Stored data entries
□ □ □ □ □ □ □
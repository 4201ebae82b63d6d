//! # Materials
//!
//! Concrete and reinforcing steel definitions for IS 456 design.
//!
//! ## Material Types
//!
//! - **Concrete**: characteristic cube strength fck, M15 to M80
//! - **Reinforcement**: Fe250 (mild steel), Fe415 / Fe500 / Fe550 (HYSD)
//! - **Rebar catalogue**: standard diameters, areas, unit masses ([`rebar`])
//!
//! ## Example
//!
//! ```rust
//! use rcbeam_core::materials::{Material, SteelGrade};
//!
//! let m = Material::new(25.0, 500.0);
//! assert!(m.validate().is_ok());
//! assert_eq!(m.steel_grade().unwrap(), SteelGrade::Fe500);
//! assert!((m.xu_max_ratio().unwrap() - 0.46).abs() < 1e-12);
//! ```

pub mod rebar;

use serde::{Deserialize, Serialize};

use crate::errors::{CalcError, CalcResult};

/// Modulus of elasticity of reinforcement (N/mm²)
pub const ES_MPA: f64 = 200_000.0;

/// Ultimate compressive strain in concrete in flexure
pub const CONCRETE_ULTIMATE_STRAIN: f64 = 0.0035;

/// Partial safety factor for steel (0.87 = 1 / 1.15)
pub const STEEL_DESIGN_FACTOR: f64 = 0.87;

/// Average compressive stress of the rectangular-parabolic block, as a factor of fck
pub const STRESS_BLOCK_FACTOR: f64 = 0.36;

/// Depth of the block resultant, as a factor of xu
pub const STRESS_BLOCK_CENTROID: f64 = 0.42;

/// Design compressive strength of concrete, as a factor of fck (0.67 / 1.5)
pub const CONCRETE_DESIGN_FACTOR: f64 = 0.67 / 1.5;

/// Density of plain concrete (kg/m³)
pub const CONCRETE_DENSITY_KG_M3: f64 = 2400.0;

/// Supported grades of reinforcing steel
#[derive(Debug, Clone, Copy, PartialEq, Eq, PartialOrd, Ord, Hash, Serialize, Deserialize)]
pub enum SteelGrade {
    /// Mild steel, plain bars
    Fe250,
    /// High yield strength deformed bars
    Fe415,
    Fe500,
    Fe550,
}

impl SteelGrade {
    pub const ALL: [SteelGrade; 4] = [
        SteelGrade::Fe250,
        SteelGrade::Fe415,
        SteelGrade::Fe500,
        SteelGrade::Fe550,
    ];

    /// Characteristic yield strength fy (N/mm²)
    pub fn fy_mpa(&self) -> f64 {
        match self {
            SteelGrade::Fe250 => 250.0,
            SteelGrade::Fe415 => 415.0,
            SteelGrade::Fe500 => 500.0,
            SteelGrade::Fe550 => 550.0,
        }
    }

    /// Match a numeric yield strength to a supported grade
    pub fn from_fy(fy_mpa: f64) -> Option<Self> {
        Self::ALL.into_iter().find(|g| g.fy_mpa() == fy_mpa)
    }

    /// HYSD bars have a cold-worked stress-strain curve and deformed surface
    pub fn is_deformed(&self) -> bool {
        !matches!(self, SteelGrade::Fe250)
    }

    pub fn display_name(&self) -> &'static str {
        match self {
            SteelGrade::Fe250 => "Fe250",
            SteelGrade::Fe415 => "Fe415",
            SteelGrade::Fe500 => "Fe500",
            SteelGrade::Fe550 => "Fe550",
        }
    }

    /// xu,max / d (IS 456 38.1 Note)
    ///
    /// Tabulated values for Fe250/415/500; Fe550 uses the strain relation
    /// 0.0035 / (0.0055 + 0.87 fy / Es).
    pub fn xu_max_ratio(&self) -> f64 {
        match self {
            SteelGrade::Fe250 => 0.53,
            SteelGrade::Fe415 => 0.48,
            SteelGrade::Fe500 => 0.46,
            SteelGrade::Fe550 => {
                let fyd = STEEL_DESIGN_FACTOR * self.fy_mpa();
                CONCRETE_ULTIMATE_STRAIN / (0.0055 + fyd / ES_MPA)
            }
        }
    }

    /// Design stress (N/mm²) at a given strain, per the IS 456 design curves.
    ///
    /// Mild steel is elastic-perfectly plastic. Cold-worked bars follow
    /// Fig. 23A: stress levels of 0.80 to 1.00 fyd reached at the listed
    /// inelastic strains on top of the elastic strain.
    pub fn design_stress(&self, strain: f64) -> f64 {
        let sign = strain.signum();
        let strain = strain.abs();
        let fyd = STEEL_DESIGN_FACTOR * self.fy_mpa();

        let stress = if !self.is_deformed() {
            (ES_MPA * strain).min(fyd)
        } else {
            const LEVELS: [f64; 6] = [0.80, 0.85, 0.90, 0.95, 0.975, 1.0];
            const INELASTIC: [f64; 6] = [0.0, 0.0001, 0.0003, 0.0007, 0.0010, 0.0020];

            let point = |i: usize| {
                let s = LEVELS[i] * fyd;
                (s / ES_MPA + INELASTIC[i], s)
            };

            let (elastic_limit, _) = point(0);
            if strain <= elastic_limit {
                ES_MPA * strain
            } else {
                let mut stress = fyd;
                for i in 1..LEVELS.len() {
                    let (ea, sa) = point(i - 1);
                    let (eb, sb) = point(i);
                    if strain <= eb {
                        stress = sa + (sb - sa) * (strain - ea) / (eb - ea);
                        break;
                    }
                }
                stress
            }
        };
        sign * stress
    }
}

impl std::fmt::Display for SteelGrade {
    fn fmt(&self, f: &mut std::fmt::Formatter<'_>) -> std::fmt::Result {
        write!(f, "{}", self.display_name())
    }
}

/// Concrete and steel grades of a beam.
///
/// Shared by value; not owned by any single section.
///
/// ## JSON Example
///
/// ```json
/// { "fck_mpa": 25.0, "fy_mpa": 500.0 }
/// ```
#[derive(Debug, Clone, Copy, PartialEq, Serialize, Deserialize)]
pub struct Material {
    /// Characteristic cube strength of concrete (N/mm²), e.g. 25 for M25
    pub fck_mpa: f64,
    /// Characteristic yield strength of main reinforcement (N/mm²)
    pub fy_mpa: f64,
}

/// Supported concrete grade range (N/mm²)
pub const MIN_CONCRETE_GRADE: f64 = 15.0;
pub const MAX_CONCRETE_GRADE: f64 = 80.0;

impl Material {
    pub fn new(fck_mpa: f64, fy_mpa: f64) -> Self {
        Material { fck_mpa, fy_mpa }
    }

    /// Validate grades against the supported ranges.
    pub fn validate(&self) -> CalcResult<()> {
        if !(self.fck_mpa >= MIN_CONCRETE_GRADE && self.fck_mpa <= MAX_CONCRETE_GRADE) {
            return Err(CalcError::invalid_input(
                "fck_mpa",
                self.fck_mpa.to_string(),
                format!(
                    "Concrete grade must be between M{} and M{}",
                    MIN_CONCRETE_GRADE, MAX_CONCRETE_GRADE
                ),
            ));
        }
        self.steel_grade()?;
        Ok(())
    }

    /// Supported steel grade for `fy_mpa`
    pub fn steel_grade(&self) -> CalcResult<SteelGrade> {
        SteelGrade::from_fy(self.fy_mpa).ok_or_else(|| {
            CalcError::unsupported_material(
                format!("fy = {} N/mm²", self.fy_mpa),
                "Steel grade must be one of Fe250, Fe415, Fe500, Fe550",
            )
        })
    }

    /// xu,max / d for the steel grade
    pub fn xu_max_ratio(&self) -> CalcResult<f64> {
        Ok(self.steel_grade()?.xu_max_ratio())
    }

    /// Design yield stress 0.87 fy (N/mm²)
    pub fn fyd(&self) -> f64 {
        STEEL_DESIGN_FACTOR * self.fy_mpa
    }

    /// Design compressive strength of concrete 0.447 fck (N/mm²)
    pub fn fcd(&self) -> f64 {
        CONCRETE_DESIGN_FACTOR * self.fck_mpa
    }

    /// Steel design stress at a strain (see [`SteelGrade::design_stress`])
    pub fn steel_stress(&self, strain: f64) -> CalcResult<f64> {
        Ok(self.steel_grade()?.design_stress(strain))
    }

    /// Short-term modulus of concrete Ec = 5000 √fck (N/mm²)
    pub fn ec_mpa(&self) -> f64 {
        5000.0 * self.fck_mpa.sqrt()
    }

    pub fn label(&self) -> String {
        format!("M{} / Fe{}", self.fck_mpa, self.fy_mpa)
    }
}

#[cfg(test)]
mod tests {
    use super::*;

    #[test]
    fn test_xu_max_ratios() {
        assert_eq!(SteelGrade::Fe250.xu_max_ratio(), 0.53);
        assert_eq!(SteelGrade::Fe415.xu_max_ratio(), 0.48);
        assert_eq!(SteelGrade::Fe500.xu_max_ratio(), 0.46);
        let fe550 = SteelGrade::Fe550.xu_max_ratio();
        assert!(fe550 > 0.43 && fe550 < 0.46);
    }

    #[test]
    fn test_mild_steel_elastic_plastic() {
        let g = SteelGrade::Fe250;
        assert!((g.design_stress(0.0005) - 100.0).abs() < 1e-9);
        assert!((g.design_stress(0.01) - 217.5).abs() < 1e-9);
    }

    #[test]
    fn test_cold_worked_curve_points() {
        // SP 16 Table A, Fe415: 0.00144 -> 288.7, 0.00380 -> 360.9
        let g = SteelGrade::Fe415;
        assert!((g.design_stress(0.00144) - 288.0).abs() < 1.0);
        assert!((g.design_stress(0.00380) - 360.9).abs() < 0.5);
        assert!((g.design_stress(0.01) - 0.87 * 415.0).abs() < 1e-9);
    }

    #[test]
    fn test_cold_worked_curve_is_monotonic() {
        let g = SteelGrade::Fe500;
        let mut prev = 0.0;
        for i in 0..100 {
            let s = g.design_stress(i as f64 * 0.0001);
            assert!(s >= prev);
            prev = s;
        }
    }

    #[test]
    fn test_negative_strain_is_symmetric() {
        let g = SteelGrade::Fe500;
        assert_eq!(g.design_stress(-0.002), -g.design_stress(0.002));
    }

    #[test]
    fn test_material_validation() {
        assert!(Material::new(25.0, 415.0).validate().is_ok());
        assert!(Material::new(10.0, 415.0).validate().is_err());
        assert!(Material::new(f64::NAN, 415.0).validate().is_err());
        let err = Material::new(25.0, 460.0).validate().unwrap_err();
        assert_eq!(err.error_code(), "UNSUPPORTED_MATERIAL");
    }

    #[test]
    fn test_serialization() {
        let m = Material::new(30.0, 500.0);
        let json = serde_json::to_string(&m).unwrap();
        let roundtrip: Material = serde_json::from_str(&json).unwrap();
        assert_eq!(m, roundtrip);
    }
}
□ □ □ □ □ □ □
§ **Task prompt**: Your answer consists solely of the lines from the top of the records above through the line that contains "Fe500 / Fe550 (HYSD)", each echoed exactly.

§ **Reply**:
repository 4201ebae82b63d6d
//! # Materials
//!
//! Concrete and reinforcing steel definitions for IS 456 design.
//!
//! ## Material Types
//!
//! - **Concrete**: characteristic cube strength fck, M15 to M80
//! - **Reinforcement**: Fe250 (mild steel), Fe415 / Fe500 / Fe550 (HYSD)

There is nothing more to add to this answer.